Netflix crackdown could come at the expense of the streaming service
For the 74.4 million U.S. residents who subscribe to Netflix’s streaming service, new policies designed to eliminate password sharing are making streaming a little less “chill.”
Since starting the streaming portion of its business in 2007, Netflix allowed a single account to be used in any home that held the password. Users paid extra for how many screens that could be active on one account at any time. The service’s new anti-password sharing policies now require customers to pay an extra $8 per month per household Each account can only request two temporary passwords per month. This makes it harder for non-paying password holders to feign travel in order to gain access to streaming services.
Current and former college students in their dorms and apartments are seeing no sort of relief from this policy. Recent graduates or current college students can no longer share the subscription their own families pay for unless they live under the same roof.
“I just graduated and I’m busy with rent and work and now I have no access to my most commonly used subscription service,” said University of Central Oklahoma graduate Michaela Todd. “It’s my family’s account. “We are one ‘household.” It isn’t like the entire block is sharing the account with us.”

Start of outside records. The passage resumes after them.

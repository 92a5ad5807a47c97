//! Spatial filters over record geometry.
//!
//! A filter here is a backend-neutral description of a query. Each store
//! translates it into its own native form: the MongoDB adapter renders a
//! `$geoWithin`/`$box` document, the in-memory store evaluates
//! [`WithinBox::matches`] directly.

use std::fmt::{Display, Formatter};

use crate::record::{Record, POS_FIELD};
use crate::spatial::BoundingBox;

/// Matches records whose point geometry lies inside a rectangle.
///
/// Corners are stored exactly as given, as `[longitude, latitude]` pairs, so
/// a store-native rendering reproduces the request verbatim. Containment is
/// evaluated on the normalised rectangle, edges inclusive.
///
/// ```rust
/// use parks::spatial::WithinBox;
///
/// let filter = WithinBox::new("pos", [10.0, 10.0], [0.0, 0.0]);
/// assert_eq!(filter.corners(), [[10.0, 10.0], [0.0, 0.0]]);
/// assert!(filter.bounding_box().contains_point(5.0, 5.0));
/// ```
#[derive(Debug, Clone, PartialEq)]
pub struct WithinBox {
    field: String,
    corners: [[f64; 2]; 2],
}

impl WithinBox {
    /// Creates a filter on `field` from two opposite `[lon, lat]` corners.
    pub fn new(field: &str, first: [f64; 2], second: [f64; 2]) -> WithinBox {
        WithinBox {
            field: field.to_string(),
            corners: [first, second],
        }
    }

    /// Creates a filter on the default geometry field.
    pub fn on_pos(first: [f64; 2], second: [f64; 2]) -> WithinBox {
        WithinBox::new(POS_FIELD, first, second)
    }

    pub fn field(&self) -> &str {
        &self.field
    }

    /// Returns the two corners in request order, each as `[lon, lat]`.
    pub fn corners(&self) -> [[f64; 2]; 2] {
        self.corners
    }

    pub fn bounding_box(&self) -> BoundingBox {
        BoundingBox::from_corners(self.corners[0], self.corners[1])
    }

    /// Evaluates the filter against a record. Records without a readable
    /// geometry never match.
    pub fn matches(&self, record: &Record) -> bool {
        match record.geometry(&self.field) {
            Ok(point) => self
                .bounding_box()
                .contains_point(point.longitude(), point.latitude()),
            Err(err) => {
                log::debug!("Skipping record {:?} during box scan: {}", record.id(), err);
                false
            }
        }
    }
}

impl Display for WithinBox {
    fn fmt(&self, f: &mut Formatter<'_>) -> std::fmt::Result {
        write!(
            f,
            "({} within box [[{}, {}], [{}, {}]])",
            self.field,
            self.corners[0][0],
            self.corners[0][1],
            self.corners[1][0],
            self.corners[1][1]
        )
    }
}
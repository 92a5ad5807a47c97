use parking_lot::RwLock;
use std::sync::atomic::{AtomicU32, Ordering};
use std::sync::Arc;
use std::time::Duration;

/// Configuration for an in-memory store.
///
/// # Purpose
/// Controls how the in-memory connector behaves when dialed: how many leading
/// dials are refused and how long each dial takes. Both default to zero, which
/// makes the in-memory backend a plain, always-available store.
///
/// # Characteristics
/// - **Thread-Safe**: can be cloned and shared across threads
/// - **Lightweight Cloning**: uses `Arc` internally, clones share settings
#[derive(Default, Clone)]
pub struct InMemoryStoreConfig {
    inner: Arc<InMemoryStoreConfigInner>,
}

impl InMemoryStoreConfig {
    pub fn new() -> InMemoryStoreConfig {
        InMemoryStoreConfig {
            inner: Arc::new(InMemoryStoreConfigInner::default()),
        }
    }

    /// Number of leading dials that are refused.
    pub fn failing_dials(&self) -> u32 {
        self.inner.failing_dials.load(Ordering::Relaxed)
    }

    pub(crate) fn set_failing_dials(&self, count: u32) {
        self.inner.failing_dials.store(count, Ordering::Relaxed)
    }

    /// Time each dial takes before it succeeds or fails.
    pub fn dial_latency(&self) -> Duration {
        *self.inner.dial_latency.read()
    }

    pub(crate) fn set_dial_latency(&self, latency: Duration) {
        *self.inner.dial_latency.write() = latency;
    }
}

#[derive(Default)]
struct InMemoryStoreConfigInner {
    failing_dials: AtomicU32,
    dial_latency: RwLock<Duration>,
}

#[cfg(test)]
mod tests {
    use super::*;

    #[test]
    fn test_defaults() {
        let config = InMemoryStoreConfig::new();
        assert_eq!(config.failing_dials(), 0);
        assert_eq!(config.dial_latency(), Duration::ZERO);
    }

    #[test]
    fn test_clones_share_settings() {
        let config = InMemoryStoreConfig::new();
        let clone = config.clone();
        config.set_failing_dials(3);
        config.set_dial_latency(Duration::from_millis(5));
        assert_eq!(clone.failing_dials(), 3);
        assert_eq!(clone.dial_latency(), Duration::from_millis(5));
    }
}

Viewers who pay for their own subscriptions and do not share logins will be unaffected.
From the outside, it might seem like an obvious business move for Netflix in order to draw in more profit by creating more accounts and forcing more users to subscribe. However, this new policy could affect how current and future consumers feel about Netflix and its services moving forward.
CNBC reports that since Netflix rolled out the new policy in late May, the company has seen a nearly 102% increase in sign-ups. This surpasses the spike Netflix saw at the start of the COVID-19 pandemic.
The incentive has worked, but Netflix is experiencing other concerns, like competition from other streamers. Other streaming services such as Disney+, which carries huge franchises like the Star Wars and Marvel cinematic universes; and Max, which carries “Game of Thrones,” the “Harry Potter” films and the Zendaya-led series “Euphoria,” have given Netflix a run for their streaming money. With series like the concluding “Stranger Things” and the second season of “Squid Game” not coming fast enough for some viewers, and the current Writers Guild of America strike holding up production on scripted shows, it could get harder for Netflix to win over those new subscribers.